3.5 De conclusie van het voorgaande is dat het gevorderde toewijsbaar is, met dien
verstande dat Zuiderzeemuseum niet gehouden is de garantieregeling van toepassing te
verklaren, maar gehouden is deze garantieregeling toe te passen. Ter comparitie is
gebleken dat Zuiderzeemuseum dat voor het jaar 2006 heeft gedaan. Zuiderzeemuseum
zal daarom veroordeeld worden tot betaling van de toeslag met terugwerkende kracht
tot 1 maart 2007. De wettelijke verhoging ex artikel 7: 625 BW zal gelet op de
omstandigheden van dit geval waarin een rele principile discussie is gevoerd, worden
beperkt tot vijf procent.
3.6 Zuiderzeemuseum dient als de in het ongelijk te stellen partij in de proceskosten te
worden veroordeeld.
De beslissing
De kantonrechter:
a. verklaart voor recht dat Zuiderzeemuseum gehouden is om de garantietoeslag
conform bijlage 7 bij de Cao Verzelfstandigde Rijksmusea toe te passen;
b. veroordeelt Zuiderzeemuseum om aan [werknemer] te betalen de persoonlijke
garantietoelage als bedoeld in bijlage 7 bij de Cao Verzelfstandigde Rijksmusea, met
terugwerkende kracht tot 1 maart 2007;
c. veroordeelt Zuiderzeemuseum om aan [werknemer] te betalen de wettelijke
verhoging ex artikel 7:625 BW over hetgeen Zuiderzeemuseum op grond van de
veroordeling onder b. aan [werknemer] verschuldigd is tot een maximum van vijf
procent;
d. veroordeelt Zuiderzeemuseum om aan [werknemer] te betalen de wettelijke rente
over de onder b. en c. toegewezen bedragen vanaf de respectieve dag van opeisbaarheid
van het bedrag tot de dag van voldoening;
e. veroordeelt Zuiderzeemuseum in de proceskosten, die tot heden voor [werknemer]

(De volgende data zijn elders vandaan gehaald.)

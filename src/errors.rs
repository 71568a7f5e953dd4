use sea_orm::error::DbErr;

/// Error type shared by every core service.
///
/// All mutating operations are all-or-nothing: any variant returned from
/// partway through a multi-step operation means the surrounding database
/// transaction was rolled back and no write is visible.
#[derive(Debug, thiserror::Error)]
pub enum ServiceError {
    #[error("Database error: {0}")]
    DatabaseError(#[from] DbErr),

    #[error("Not found: {0}")]
    NotFound(String),

    #[error("Validation error: {0}")]
    Validation(String),

    #[error("Insufficient stock: {0}")]
    InsufficientStock(String),

    #[error("Conflict: {0}")]
    Conflict(String),

    #[error("Concurrency conflict: {0}")]
    ConcurrencyConflict(String),

    #[error("Event delivery error: {0}")]
    EventError(String),

    #[error("Internal error: {0}")]
    InternalError(String),
}

impl ServiceError {
    /// Maps storage errors, turning a lost-update report into a
    /// `ConcurrencyConflict` the caller may retry.
    pub fn db_error(err: DbErr) -> Self {
        match err {
            DbErr::RecordNotUpdated => ServiceError::ConcurrencyConflict(
                "row changed under us; retry the operation".to_string(),
            ),
            other => ServiceError::DatabaseError(other),
        }
    }

    /// The core never retries on its own; callers use this to decide.
    pub fn is_retryable(&self) -> bool {
        matches!(self, ServiceError::ConcurrencyConflict(_))
    }
}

worden vastgesteld op een bedrag van 627,93 [inclusief btw indien en voor zover door
Zuiderzeemuseum verschuldigd], waaronder begrepen een bedrag van 400,00 voor
salaris van de gemachtigde van [werknemer] [waarover Zuiderzeemuseum geen btw
verschuldigd is];
f. verklaart dit vonnis voor zover dit veroordelingen bevat uitvoerbaar bij voorraad;
g. wijst af het meer of anders gevorderde.
Dit vonnis is gewezen door mr. J.H. Gisolf, kantonrechter, bijgestaan door de griffier en
op 2 mei 2011 in het openbaar uitgesproken.